I had a professor in college I would love to be able to quote verbatim
here, but unfortunately I have not the time to locate him, or my notes from his
class.
During a lecture he listed the spatial advances of time which went
something like this: It took man thousands of years to create the stone wheel,
thousands more to create the wood wheel, a few hundred years later man created
the steel wheel, and less than two-hundred years later we marveled at the
rubber tire. He continued his chronological list of advancements with the light
bulb, the radio, the television, etc. After a mere fifty years, give or take a
few, of the invention of the rubber tire, man landed on the moon.
Twenty-one years ago, in 1982, computers were the “next big thing.” They
were huge monstrosities, encompassing entire buildings, and slow as molasses in
January. Today, we can instant message a picture, with a love note, through a
phone smaller than the pocket of my husband’s shirt.
Prior to the Industrial Revolution people toiled to live.
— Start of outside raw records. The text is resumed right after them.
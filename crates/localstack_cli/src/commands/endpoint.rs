//! Endpoint command - Print the URL for AWS clients.

use anyhow::Result;
use clap::Args;
use localstack_runner::{RunnerConfig, DEFAULT_HOST_PORT};

#[derive(Args)]
pub struct EndpointArgs {
    /// Host port bound to LocalStack's 4566/tcp
    #[arg(long, env = "LOCALSTACK_HOST_PORT", default_value_t = DEFAULT_HOST_PORT)]
    pub host_port: u16,
}

pub fn execute(args: EndpointArgs) -> Result<()> {
    let config = RunnerConfig::new().host_port(args.host_port);
    println!("{}", config.endpoint_url());
    Ok(())
}
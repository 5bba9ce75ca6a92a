//! CLI command definitions.
//!
//! Each subcommand maps to one step of the LocalStack fixture lifecycle.

use clap::{Args, Parser, Subcommand};
use localstack_runner::{RunnerConfig, DEFAULT_HOST_PORT, DEFAULT_IMAGE, DEFAULT_IMAGE_URL};

pub mod endpoint;
pub mod logs;
pub mod start;
pub mod stop;

/// localstack - start and tear down a LocalStack test container
#[derive(Parser)]
#[command(name = "localstack")]
#[command(version, about = "Start and tear down a LocalStack test container")]
#[command(long_about = r#"
Starts a single LocalStack container through the Docker API for use as an
integration-test fixture, and removes it again afterwards.

WORKFLOW:
  start     → Pull the image, create and start the container, print its ID
  logs      → Follow the container's output until Ctrl-C
  stop      → Force-remove the container (and optionally the image)
  endpoint  → Print the URL clients should use

The Docker connection is read from DOCKER_HOST and related variables.

EXIT CODES:
  0 - Success
  1 - General error
  2 - Container engine unavailable
  3 - Container lifecycle failure
"#)]
#[command(propagate_version = true)]
pub struct Cli {
    /// Enable verbose output
    #[arg(short, long, global = true)]
    pub verbose: bool,

    /// Suppress non-essential output
    #[arg(short, long, global = true, conflicts_with = "verbose")]
    pub quiet: bool,

    #[command(subcommand)]
    pub command: Commands,
}

#[derive(Subcommand)]
pub enum Commands {
    /// Pull, create and start LocalStack
    Start(start::StartArgs),

    /// Follow a container's logs
    Logs(logs::LogsArgs),

    /// Remove a LocalStack container
    Stop(stop::StopArgs),

    /// Print the LocalStack endpoint URL
    Endpoint(endpoint::EndpointArgs),
}

/// Image and port settings shared by the commands that build a runner.
#[derive(Args, Debug, Clone)]
pub struct ImageArgs {
    /// Image reference to pull
    #[arg(long, env = "LOCALSTACK_IMAGE_URL", default_value = DEFAULT_IMAGE_URL)]
    pub image_url: String,

    /// Image name used to create the container
    #[arg(long, env = "LOCALSTACK_IMAGE", default_value = DEFAULT_IMAGE)]
    pub image: String,

    /// Host port bound to LocalStack's 4566/tcp
    #[arg(long, env = "LOCALSTACK_HOST_PORT", default_value_t = DEFAULT_HOST_PORT)]
    pub host_port: u16,
}

impl ImageArgs {
    pub fn to_config(&self) -> RunnerConfig {
        RunnerConfig::new()
            .image_url(self.image_url.clone())
            .image(self.image.clone())
            .host_port(self.host_port)
    }
}
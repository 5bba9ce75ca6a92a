//! localstack CLI - Main entry point.
//!
//! Exit codes:
//! - 0: Success
//! - 1: General error
//! - 2: Container engine unavailable
//! - 3: Container lifecycle failure

use std::process::ExitCode;

use clap::Parser;
use localstack_runner::{CancellationToken, RunnerError};
use tracing::debug;
use tracing_subscriber::{fmt, prelude::*, EnvFilter};

mod commands;

use commands::{Cli, Commands};

/// CI-friendly exit codes
pub struct ExitCodes;

impl ExitCodes {
    pub const SUCCESS: u8 = 0;
    pub const GENERAL_ERROR: u8 = 1;
    pub const ENGINE_UNAVAILABLE: u8 = 2;
    pub const LIFECYCLE_FAILURE: u8 = 3;
}

#[tokio::main]
async fn main() -> ExitCode {
    let cli = Cli::parse();

    let default_level = if cli.verbose {
        "localstack=debug,localstack_runner=debug,info"
    } else if cli.quiet {
        "error"
    } else {
        "localstack=info,localstack_runner=info,warn"
    };

    // Logs go to stderr so stdout carries only pull progress, container
    // output and command results.
    let log_result = tracing_subscriber::registry()
        .with(fmt::layer().with_target(false).with_writer(std::io::stderr))
        .with(
            EnvFilter::try_from_default_env().unwrap_or_else(|_| EnvFilter::new(default_level)),
        )
        .try_init();

    if log_result.is_err() {
        // Logging already initialized, continue
    }

    let cancel = CancellationToken::new();
    let on_interrupt = cancel.clone();
    tokio::spawn(async move {
        if tokio::signal::ctrl_c().await.is_ok() {
            debug!("Interrupt received, cancelling");
            on_interrupt.cancel();
        }
    });

    let result = match cli.command {
        Commands::Start(args) => commands::start::execute(args, &cancel).await,
        Commands::Logs(args) => commands::logs::execute(args, &cancel).await,
        Commands::Stop(args) => commands::stop::execute(args).await,
        Commands::Endpoint(args) => commands::endpoint::execute(args),
    };

    match result {
        Ok(()) => ExitCode::from(ExitCodes::SUCCESS),
        Err(e) => {
            eprintln!("Error: {:#}", e);
            ExitCode::from(categorize_error(&e))
        }
    }
}

/// Categorize error to determine exit code
fn categorize_error(e: &anyhow::Error) -> u8 {
    match e.downcast_ref::<RunnerError>() {
        Some(RunnerError::Initialization(_)) => ExitCodes::ENGINE_UNAVAILABLE,
        Some(RunnerError::InvalidConfig(_)) | None => ExitCodes::GENERAL_ERROR,
        Some(_) => ExitCodes::LIFECYCLE_FAILURE,
    }
}
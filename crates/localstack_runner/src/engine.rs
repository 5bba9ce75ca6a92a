//! Container engine capability used by the runner.

use std::pin::Pin;
use std::sync::Arc;

use async_trait::async_trait;
use futures_util::Stream;

use crate::config::PortMap;
use crate::error::EngineResult;

/// Raw diagnostic output from the engine, consumed incrementally.
///
/// Dropping the stream closes the underlying connection.
pub type ByteStream = Pin<Box<dyn Stream<Item = EngineResult<Vec<u8>>> + Send>>;

/// What the runner asks the engine to create.
#[derive(Debug, Clone, PartialEq)]
pub struct ContainerSpec {
    /// Image the container is created from
    pub image: String,
    /// Allocate a pseudo-TTY
    pub tty: bool,
    /// Keep stdin open
    pub open_stdin: bool,
    /// Published ports
    pub port_bindings: PortMap,
    /// Delete the container once it stops
    pub auto_remove: bool,
}

/// Engine operations the runner depends on.
#[cfg_attr(test, mockall::automock)]
#[async_trait]
pub trait EngineClient: Send + Sync {
    /// Request an image pull. Errors here mean the request itself failed;
    /// errors while reading progress arrive on the stream.
    async fn pull_image(&self, reference: &str) -> EngineResult<ByteStream>;

    /// Create a container and return its ID.
    async fn create_container(&self, spec: &ContainerSpec) -> EngineResult<String>;

    /// Start a created container.
    async fn start_container(&self, container_id: &str) -> EngineResult<()>;

    /// Combined stdout/stderr of a container.
    async fn container_logs(&self, container_id: &str, follow: bool) -> EngineResult<ByteStream>;

    /// Remove a container, stopping it first when `force` is set.
    async fn remove_container(&self, container_id: &str, force: bool) -> EngineResult<()>;

    /// Remove a local image.
    async fn remove_image(&self, image: &str, force: bool) -> EngineResult<()>;
}

/// Builds the default engine client when the caller does not supply one.
#[cfg_attr(test, mockall::automock)]
#[async_trait]
pub trait ClientFactory: Send + Sync {
    async fn connect(&self) -> EngineResult<Arc<dyn EngineClient>>;
}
They made by
hand, or bartered, just about everything they owned.
Being a farm owner, myself, I recognize the importance of individual
talent. If everyone in the family knew how to repair a tractor, but no one knew
how to can the crops, families would have starved, and years of hard work would
have been for naught.
The universe invented women as baby-making machines—not man, and not woman.
If women were the laborers and the
bearers of life, families would have starved as well; for if a woman stopped
every time the baby was hungry (remember, Isomil didn’t exist), the crops would
never have been planted. If one were to take, the barest amount of time, say
thirty minutes out of every two hours to feed the baby, that would equate to a
twenty-five percent reduction in one’s ability to do nothing more than feed her
family. That’s a huge chunk in a twenty-four hour day (also created by the
universe) when producing food consumed as much as fifteen hours a day. Thus
separation of performance, expectation
as Weber puts it, was a matter of necessity, not ego.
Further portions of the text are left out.